Task requirements
Give back every entry in full, exactly as it reads.

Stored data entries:
################
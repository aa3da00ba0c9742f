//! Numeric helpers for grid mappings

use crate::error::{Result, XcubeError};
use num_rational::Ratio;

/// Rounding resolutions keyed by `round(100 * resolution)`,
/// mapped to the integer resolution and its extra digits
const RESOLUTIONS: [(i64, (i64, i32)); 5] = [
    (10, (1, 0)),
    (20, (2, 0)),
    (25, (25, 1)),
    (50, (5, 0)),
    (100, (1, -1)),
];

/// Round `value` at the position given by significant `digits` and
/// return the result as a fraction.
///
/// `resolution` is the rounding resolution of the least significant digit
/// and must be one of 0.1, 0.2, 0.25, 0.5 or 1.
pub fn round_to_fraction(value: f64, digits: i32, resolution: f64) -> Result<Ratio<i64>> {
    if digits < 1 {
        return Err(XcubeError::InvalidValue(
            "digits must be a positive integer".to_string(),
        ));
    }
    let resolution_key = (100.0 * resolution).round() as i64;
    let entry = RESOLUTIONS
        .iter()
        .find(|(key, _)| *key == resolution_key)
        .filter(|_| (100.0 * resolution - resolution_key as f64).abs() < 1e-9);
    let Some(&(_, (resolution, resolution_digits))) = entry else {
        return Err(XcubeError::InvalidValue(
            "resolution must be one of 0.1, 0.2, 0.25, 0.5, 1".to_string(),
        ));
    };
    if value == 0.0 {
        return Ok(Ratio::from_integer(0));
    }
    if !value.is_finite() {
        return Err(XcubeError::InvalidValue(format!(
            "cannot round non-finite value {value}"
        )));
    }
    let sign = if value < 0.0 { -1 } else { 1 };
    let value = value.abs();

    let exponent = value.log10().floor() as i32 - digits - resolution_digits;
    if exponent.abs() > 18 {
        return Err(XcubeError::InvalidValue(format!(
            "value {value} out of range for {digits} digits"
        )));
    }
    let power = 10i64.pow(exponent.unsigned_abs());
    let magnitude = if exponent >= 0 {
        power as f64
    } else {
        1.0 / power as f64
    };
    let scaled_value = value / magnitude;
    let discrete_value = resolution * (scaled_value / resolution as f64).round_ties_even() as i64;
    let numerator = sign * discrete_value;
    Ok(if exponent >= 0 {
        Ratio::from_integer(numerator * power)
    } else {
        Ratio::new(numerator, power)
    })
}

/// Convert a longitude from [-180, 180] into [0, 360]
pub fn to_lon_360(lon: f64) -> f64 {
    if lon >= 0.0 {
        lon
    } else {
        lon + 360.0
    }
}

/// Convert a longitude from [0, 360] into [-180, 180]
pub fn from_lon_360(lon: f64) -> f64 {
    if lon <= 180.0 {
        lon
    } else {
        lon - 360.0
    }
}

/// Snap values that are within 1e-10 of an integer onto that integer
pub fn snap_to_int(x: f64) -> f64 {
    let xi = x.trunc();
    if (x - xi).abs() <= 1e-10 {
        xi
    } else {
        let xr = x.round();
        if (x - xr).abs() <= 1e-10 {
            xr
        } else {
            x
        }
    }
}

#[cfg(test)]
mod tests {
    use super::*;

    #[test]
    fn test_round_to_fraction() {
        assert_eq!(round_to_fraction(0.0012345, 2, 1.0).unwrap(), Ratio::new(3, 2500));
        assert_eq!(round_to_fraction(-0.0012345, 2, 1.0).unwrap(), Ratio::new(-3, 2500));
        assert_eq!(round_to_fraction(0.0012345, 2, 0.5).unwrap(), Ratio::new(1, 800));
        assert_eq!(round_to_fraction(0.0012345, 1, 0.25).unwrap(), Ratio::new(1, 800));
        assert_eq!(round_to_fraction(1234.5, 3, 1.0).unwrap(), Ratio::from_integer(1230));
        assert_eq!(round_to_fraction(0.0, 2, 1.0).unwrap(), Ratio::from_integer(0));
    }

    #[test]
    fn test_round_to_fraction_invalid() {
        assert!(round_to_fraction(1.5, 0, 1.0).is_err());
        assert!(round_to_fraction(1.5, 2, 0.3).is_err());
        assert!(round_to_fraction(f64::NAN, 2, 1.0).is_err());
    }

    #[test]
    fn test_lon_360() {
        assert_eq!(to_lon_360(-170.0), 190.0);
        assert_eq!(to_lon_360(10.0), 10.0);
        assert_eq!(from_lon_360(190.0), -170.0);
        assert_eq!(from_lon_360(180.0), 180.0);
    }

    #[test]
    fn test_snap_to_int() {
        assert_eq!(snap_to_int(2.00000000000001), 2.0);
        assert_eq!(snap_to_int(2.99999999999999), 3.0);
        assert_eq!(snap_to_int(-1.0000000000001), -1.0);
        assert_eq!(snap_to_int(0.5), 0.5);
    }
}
################
Solution
repository aa3da00ba0c9742f
//! Numeric helpers for grid mappings

use crate::error::{Result, XcubeError};
use num_rational::Ratio;

/// Rounding resolutions keyed by `round(100 * resolution)`,
/// mapped to the integer resolution and its extra digits
const RESOLUTIONS: [(i64, (i64, i32)); 5] = [
    (10, (1, 0)),
    (20, (2, 0)),
    (25, (25, 1)),
    (50, (5, 0)),
    (100, (1, -1)),
];

/// Round `value` at the position given by significant `digits` and
/// return the result as a fraction.
///
/// `resolution` is the rounding resolution of the least significant digit
/// and must be one of 0.1, 0.2, 0.25, 0.5 or 1.
pub fn round_to_fraction(value: f64, digits: i32, resolution: f64) -> Result<Ratio<i64>> {
    if digits < 1 {
        return Err(XcubeError::InvalidValue(
            "digits must be a positive integer".to_string(),
        ));
    }
    let resolution_key = (100.0 * resolution).round() as i64;
    let entry = RESOLUTIONS
        .iter()
        .find(|(key, _)| *key == resolution_key)
        .filter(|_| (100.0 * resolution - resolution_key as f64).abs() < 1e-9);
    let Some(&(_, (resolution, resolution_digits))) = entry else {
        return Err(XcubeError::InvalidValue(
            "resolution must be one of 0.1, 0.2, 0.25, 0.5, 1".to_string(),
        ));
    };
    if value == 0.0 {
        return Ok(Ratio::from_integer(0));
    }
    if !value.is_finite() {
        return Err(XcubeError::InvalidValue(format!(
            "cannot round non-finite value {value}"
        )));
    }
    let sign = if value < 0.0 { -1 } else { 1 };
    let value = value.abs();

    let exponent = value.log10().floor() as i32 - digits - resolution_digits;
    if exponent.abs() > 18 {
        return Err(XcubeError::InvalidValue(format!(
            "value {value} out of range for {digits} digits"
        )));
    }
    let power = 10i64.pow(exponent.unsigned_abs());
    let magnitude = if exponent >= 0 {
        power as f64
    } else {
        1.0 / power as f64
    };
    let scaled_value = value / magnitude;
    let discrete_value = resolution * (scaled_value / resolution as f64).round_ties_even() as i64;
    let numerator = sign * discrete_value;
    Ok(if exponent >= 0 {
        Ratio::from_integer(numerator * power)
    } else {
        Ratio::new(numerator, power)
    })
}

/// Convert a longitude from [-180, 180] into [0, 360]
pub fn to_lon_360(lon: f64) -> f64 {
    if lon >= 0.0 {
        lon
    } else {
        lon + 360.0
    }
}

/// Convert a longitude from [0, 360] into [-180, 180]
pub fn from_lon_360(lon: f64) -> f64 {
    if lon <= 180.0 {
        lon
    } else {
        lon - 360.0
    }
}

/// Snap values that are within 1e-10 of an integer onto that integer
pub fn snap_to_int(x: f64) -> f64 {
    let xi = x.trunc();
    if (x - xi).abs() <= 1e-10 {
        xi
    } else {
        let xr = x.round();
        if (x - xr).abs() <= 1e-10 {
            xr
        } else {
            x
        }
    }
}

#[cfg(test)]
mod tests {
    use super::*;

    #[test]
    fn test_round_to_fraction() {
        assert_eq!(round_to_fraction(0.0012345, 2, 1.0).unwrap(), Ratio::new(3, 2500));
        assert_eq!(round_to_fraction(-0.0012345, 2, 1.0).unwrap(), Ratio::new(-3, 2500));
        assert_eq!(round_to_fraction(0.0012345, 2, 0.5).unwrap(), Ratio::new(1, 800));
        assert_eq!(round_to_fraction(0.0012345, 1, 0.25).unwrap(), Ratio::new(1, 800));
        assert_eq!(round_to_fraction(1234.5, 3, 1.0).unwrap(), Ratio::from_integer(1230));
        assert_eq!(round_to_fraction(0.0, 2, 1.0).unwrap(), Ratio::from_integer(0));
    }

    #[test]
    fn test_round_to_fraction_invalid() {
        assert!(round_to_fraction(1.5, 0, 1.0).is_err());
        assert!(round_to_fraction(1.5, 2, 0.3).is_err());
        assert!(round_to_fraction(f64::NAN, 2, 1.0).is_err());
    }

    #[test]
    fn test_lon_360() {
        assert_eq!(to_lon_360(-170.0), 190.0);
        assert_eq!(to_lon_360(10.0), 10.0);
        assert_eq!(from_lon_360(190.0), -170.0);
        assert_eq!(from_lon_360(180.0), 180.0);
    }

    #[test]
    fn test_snap_to_int() {
        assert_eq!(snap_to_int(2.00000000000001), 2.0);
        assert_eq!(snap_to_int(2.99999999999999), 3.0);
        assert_eq!(snap_to_int(-1.0000000000001), -1.0);
        assert_eq!(snap_to_int(0.5), 0.5);
    }
}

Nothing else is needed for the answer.